[Dataset entries]
=-=-=

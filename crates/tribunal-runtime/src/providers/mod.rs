//! Model backends.
//!
//! Evaluators talk to a model only through [`LlmProvider`]. A response may
//! carry a structured JSON payload (tool/function output) as well as free
//! text; the evaluator pipeline tolerates either. Keys are held as
//! [`ApiCredential`] and never logged.

use async_trait::async_trait;
use serde::{Deserialize, Serialize};
use serde_json::Value as JsonValue;
use std::time::Duration;
use thiserror::Error;

mod factory;
mod offline;
pub mod secrets;

#[cfg(feature = "anthropic")]
mod anthropic;

pub use factory::{ProviderFactory, ProviderRegistry};
pub use offline::{OfflineProvider, OfflineProviderFactory};
pub use secrets::{ApiCredential, CredentialSource};

#[cfg(feature = "anthropic")]
pub use anthropic::{AnthropicProvider, AnthropicProviderFactory};

#[derive(Error, Debug, Clone)]
pub enum ProviderError {
    #[error("transport error: {0}")]
    HttpError(String),
    #[error("rate limited (retry after {retry_after:?})")]
    RateLimited { retry_after: Option<Duration> },
    #[error("provider overloaded: {0}")]
    Overloaded(String),
    #[error("quota exhausted: {0}")]
    QuotaExhausted(String),
    #[error("provider returned {status}: {message}")]
    ApiError { status: u16, message: String },
    #[error("unreadable provider response: {0}")]
    ParseError(String),
    #[error("credential rejected by provider")]
    AuthError,
    #[error("no response within {0:?}")]
    Timeout(Duration),
    #[error("provider unavailable: {0}")]
    NotConfigured(String),
}

impl ProviderError {
    /// Worth retrying with backoff: rate limits, overload, timeouts and
    /// dropped connections.
    pub fn is_transient(&self) -> bool {
        match self {
            ProviderError::RateLimited { .. }
            | ProviderError::Overloaded(_)
            | ProviderError::Timeout(_)
            | ProviderError::HttpError(_) => true,
            ProviderError::ApiError { status, message } => {
                *status >= 500 || looks_like_try_again(message)
            }
            _ => false,
        }
    }

    /// Quota or spend limits: no retry, degrade immediately.
    pub fn is_exhausted(&self) -> bool {
        matches!(self, ProviderError::QuotaExhausted(_))
    }
}

fn looks_like_try_again(message: &str) -> bool {
    let message = message.to_ascii_lowercase();
    message.contains("try again") || message.contains("rate limit") || message.contains("temporarily")
}

/// Per-call settings, derived from the `provider` config section.
#[derive(Debug, Clone)]
pub struct CompletionConfig {
    pub model: String,
    pub max_tokens: u32,
    /// Evaluators run at 0.0
    pub temperature: f32,
    /// Applies to each attempt, not the whole retry sequence
    pub timeout: Duration,
    /// Mark the persona prompt cacheable where the backend supports it
    pub prompt_caching: bool,
    /// Request a structured payload matching this schema
    pub response_schema: Option<ResponseSchema>,
}

impl Default for CompletionConfig {
    fn default() -> Self {
        Self {
            model: "claude-sonnet-4-5-20250514".to_string(),
            max_tokens: 1024,
            temperature: 0.0,
            timeout: Duration::from_secs(60),
            prompt_caching: true,
            response_schema: None,
        }
    }
}

/// A named JSON schema for structured output.
#[derive(Debug, Clone, PartialEq)]
pub struct ResponseSchema {
    pub name: String,
    pub description: String,
    pub schema: JsonValue,
}

/// One turn of an evaluator conversation. Evaluators send a persona
/// system turn followed by a single user turn.
#[derive(Debug, Clone, Serialize, Deserialize)]
pub struct ChatMessage {
    pub role: String,
    pub content: String,
}

impl ChatMessage {
    pub fn system(content: impl Into<String>) -> Self {
        Self::with_role("system", content)
    }

    pub fn user(content: impl Into<String>) -> Self {
        Self::with_role("user", content)
    }

    fn with_role(role: &str, content: impl Into<String>) -> Self {
        Self {
            role: role.to_string(),
            content: content.into(),
        }
    }
}

/// What a provider returned: free text, a structured payload, or both.
#[derive(Debug, Clone)]
pub struct CompletionResponse {
    pub content: String,
    /// Tool-call input or JSON-mode output
    pub structured: Option<JsonValue>,
    pub usage: TokenUsage,
    pub model: String,
    pub stop_reason: Option<String>,
}

impl CompletionResponse {
    /// Plain-text response.
    pub fn text(content: impl Into<String>, model: impl Into<String>) -> Self {
        Self {
            content: content.into(),
            structured: None,
            usage: TokenUsage::default(),
            model: model.into(),
            stop_reason: Some("end_turn".to_string()),
        }
    }

    /// Structured response.
    pub fn structured(payload: JsonValue, model: impl Into<String>) -> Self {
        Self {
            content: String::new(),
            structured: Some(payload),
            usage: TokenUsage::default(),
            model: model.into(),
            stop_reason: Some("tool_use".to_string()),
        }
    }
}

#[derive(Debug, Clone, Default)]
pub struct TokenUsage {
    pub prompt_tokens: u32,
    pub completion_tokens: u32,
    /// Prompt-cache reads and writes, where the backend reports them
    pub cache_read_tokens: u32,
    pub cache_creation_tokens: u32,
}

impl TokenUsage {
    pub fn total(&self) -> u32 {
        self.prompt_tokens + self.completion_tokens
    }
}

/// A model backend. Only evaluators call it; fact finders and the
/// synthesizer never do.
#[async_trait]
pub trait LlmProvider: Send + Sync {
    async fn complete(
        &self,
        messages: Vec<ChatMessage>,
        config: &CompletionConfig,
    ) -> Result<CompletionResponse, ProviderError>;

    async fn health_check(&self) -> bool;

    /// Short name used in logs.
    fn name(&self) -> &str;

    /// Rough token count used for budget checks before a call.
    fn estimate_tokens(&self, text: &str) -> u32 {
        (text.chars().count() / 4) as u32
    }
}

#[cfg(test)]
mod tests {
    use super::*;

    #[test]
    fn test_chat_message_creation() {
        assert_eq!(ChatMessage::system("You are an auditor.").role, "system");
        assert_eq!(ChatMessage::user("Hello!").role, "user");
    }

    #[test]
    fn test_token_usage_total() {
        let usage = TokenUsage {
            prompt_tokens: 100,
            completion_tokens: 50,
            ..Default::default()
        };
        assert_eq!(usage.total(), 150);
    }

    #[test]
    fn test_error_classification() {
        assert!(ProviderError::RateLimited { retry_after: None }.is_transient());
        assert!(ProviderError::Overloaded("busy".into()).is_transient());
        assert!(ProviderError::ApiError { status: 503, message: "down".into() }.is_transient());
        assert!(ProviderError::ApiError {
            status: 400,
            message: "Please try again later".into()
        }
        .is_transient());

        assert!(!ProviderError::ParseError("bad json".into()).is_transient());
        assert!(!ProviderError::AuthError.is_transient());

        let quota = ProviderError::QuotaExhausted("credit balance too low".into());
        assert!(!quota.is_transient());
        assert!(quota.is_exhausted());
    }
}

=-=-=

Task to complete » Reproduce each record exactly as it appears.

Task output »
filename crates/tribunal-runtime/src/providers/mod.rs
//! Model backends.
//!
//! Evaluators talk to a model only through [`LlmProvider`]. A response may
//! carry a structured JSON payload (tool/function output) as well as free
//! text; the evaluator pipeline tolerates either. Keys are held as
//! [`ApiCredential`] and never logged.

use async_trait::async_trait;
use serde::{Deserialize, Serialize};
use serde_json::Value as JsonValue;
use std::time::Duration;
use thiserror::Error;

mod factory;
mod offline;
pub mod secrets;

#[cfg(feature = "anthropic")]
mod anthropic;

pub use factory::{ProviderFactory, ProviderRegistry};
pub use offline::{OfflineProvider, OfflineProviderFactory};
pub use secrets::{ApiCredential, CredentialSource};

#[cfg(feature = "anthropic")]
pub use anthropic::{AnthropicProvider, AnthropicProviderFactory};

#[derive(Error, Debug, Clone)]
pub enum ProviderError {
    #[error("transport error: {0}")]
    HttpError(String),
    #[error("rate limited (retry after {retry_after:?})")]
    RateLimited { retry_after: Option<Duration> },
    #[error("provider overloaded: {0}")]
    Overloaded(String),
    #[error("quota exhausted: {0}")]
    QuotaExhausted(String),
    #[error("provider returned {status}: {message}")]
    ApiError { status: u16, message: String },
    #[error("unreadable provider response: {0}")]
    ParseError(String),
    #[error("credential rejected by provider")]
    AuthError,
    #[error("no response within {0:?}")]
    Timeout(Duration),
    #[error("provider unavailable: {0}")]
    NotConfigured(String),
}

impl ProviderError {
    /// Worth retrying with backoff: rate limits, overload, timeouts and
    /// dropped connections.
    pub fn is_transient(&self) -> bool {
        match self {
            ProviderError::RateLimited { .. }
            | ProviderError::Overloaded(_)
            | ProviderError::Timeout(_)
            | ProviderError::HttpError(_) => true,
            ProviderError::ApiError { status, message } => {
                *status >= 500 || looks_like_try_again(message)
            }
            _ => false,
        }
    }

    /// Quota or spend limits: no retry, degrade immediately.
    pub fn is_exhausted(&self) -> bool {
        matches!(self, ProviderError::QuotaExhausted(_))
    }
}

fn looks_like_try_again(message: &str) -> bool {
    let message = message.to_ascii_lowercase();
    message.contains("try again") || message.contains("rate limit") || message.contains("temporarily")
}

/// Per-call settings, derived from the `provider` config section.
#[derive(Debug, Clone)]
pub struct CompletionConfig {
    pub model: String,
    pub max_tokens: u32,
    /// Evaluators run at 0.0
    pub temperature: f32,
    /// Applies to each attempt, not the whole retry sequence
    pub timeout: Duration,
    /// Mark the persona prompt cacheable where the backend supports it
    pub prompt_caching: bool,
    /// Request a structured payload matching this schema
    pub response_schema: Option<ResponseSchema>,
}

impl Default for CompletionConfig {
    fn default() -> Self {
        Self {
            model: "claude-sonnet-4-5-20250514".to_string(),
            max_tokens: 1024,
            temperature: 0.0,
            timeout: Duration::from_secs(60),
            prompt_caching: true,
            response_schema: None,
        }
    }
}

/// A named JSON schema for structured output.
#[derive(Debug, Clone, PartialEq)]
pub struct ResponseSchema {
    pub name: String,
    pub description: String,
    pub schema: JsonValue,
}

/// One turn of an evaluator conversation. Evaluators send a persona
/// system turn followed by a single user turn.
#[derive(Debug, Clone, Serialize, Deserialize)]
pub struct ChatMessage {
    pub role: String,
    pub content: String,
}

impl ChatMessage {
    pub fn system(content: impl Into<String>) -> Self {
        Self::with_role("system", content)
    }

    pub fn user(content: impl Into<String>) -> Self {
        Self::with_role("user", content)
    }

    fn with_role(role: &str, content: impl Into<String>) -> Self {
        Self {
            role: role.to_string(),
            content: content.into(),
        }
    }
}

/// What a provider returned: free text, a structured payload, or both.
#[derive(Debug, Clone)]
pub struct CompletionResponse {
    pub content: String,
    /// Tool-call input or JSON-mode output
    pub structured: Option<JsonValue>,
    pub usage: TokenUsage,
    pub model: String,
    pub stop_reason: Option<String>,
}

impl CompletionResponse {
    /// Plain-text response.
    pub fn text(content: impl Into<String>, model: impl Into<String>) -> Self {
        Self {
            content: content.into(),
            structured: None,
            usage: TokenUsage::default(),
            model: model.into(),
            stop_reason: Some("end_turn".to_string()),
        }
    }

    /// Structured response.
    pub fn structured(payload: JsonValue, model: impl Into<String>) -> Self {
        Self {
            content: String::new(),
            structured: Some(payload),
            usage: TokenUsage::default(),
            model: model.into(),
            stop_reason: Some("tool_use".to_string()),
        }
    }
}

#[derive(Debug, Clone, Default)]
pub struct TokenUsage {
    pub prompt_tokens: u32,
    pub completion_tokens: u32,
    /// Prompt-cache reads and writes, where the backend reports them
    pub cache_read_tokens: u32,
    pub cache_creation_tokens: u32,
}

impl TokenUsage {
    pub fn total(&self) -> u32 {
        self.prompt_tokens + self.completion_tokens
    }
}

/// A model backend. Only evaluators call it; fact finders and the
/// synthesizer never do.
#[async_trait]
pub trait LlmProvider: Send + Sync {
    async fn complete(
        &self,
        messages: Vec<ChatMessage>,
        config: &CompletionConfig,
    ) -> Result<CompletionResponse, ProviderError>;

    async fn health_check(&self) -> bool;

    /// Short name used in logs.
    fn name(&self) -> &str;

    /// Rough token count used for budget checks before a call.
    fn estimate_tokens(&self, text: &str) -> u32 {
        (text.chars().count() / 4) as u32
    }
}

#[cfg(test)]
mod tests {
    use super::*;

    #[test]
    fn test_chat_message_creation() {
        assert_eq!(ChatMessage::system("You are an auditor.").role, "system");
        assert_eq!(ChatMessage::user("Hello!").role, "user");
    }

    #[test]
    fn test_token_usage_total() {
        let usage = TokenUsage {
            prompt_tokens: 100,
            completion_tokens: 50,
            ..Default::default()
        };
        assert_eq!(usage.total(), 150);
    }

    #[test]
    fn test_error_classification() {
        assert!(ProviderError::RateLimited { retry_after: None }.is_transient());
        assert!(ProviderError::Overloaded("busy".into()).is_transient());
        assert!(ProviderError::ApiError { status: 503, message: "down".into() }.is_transient());
        assert!(ProviderError::ApiError {
            status: 400,
            message: "Please try again later".into()
        }
        .is_transient());

        assert!(!ProviderError::ParseError("bad json".into()).is_transient());
        assert!(!ProviderError::AuthError.is_transient());

        let quota = ProviderError::QuotaExhausted("credit balance too low".into());
        assert!(!quota.is_transient());
        assert!(quota.is_exhausted());
    }
}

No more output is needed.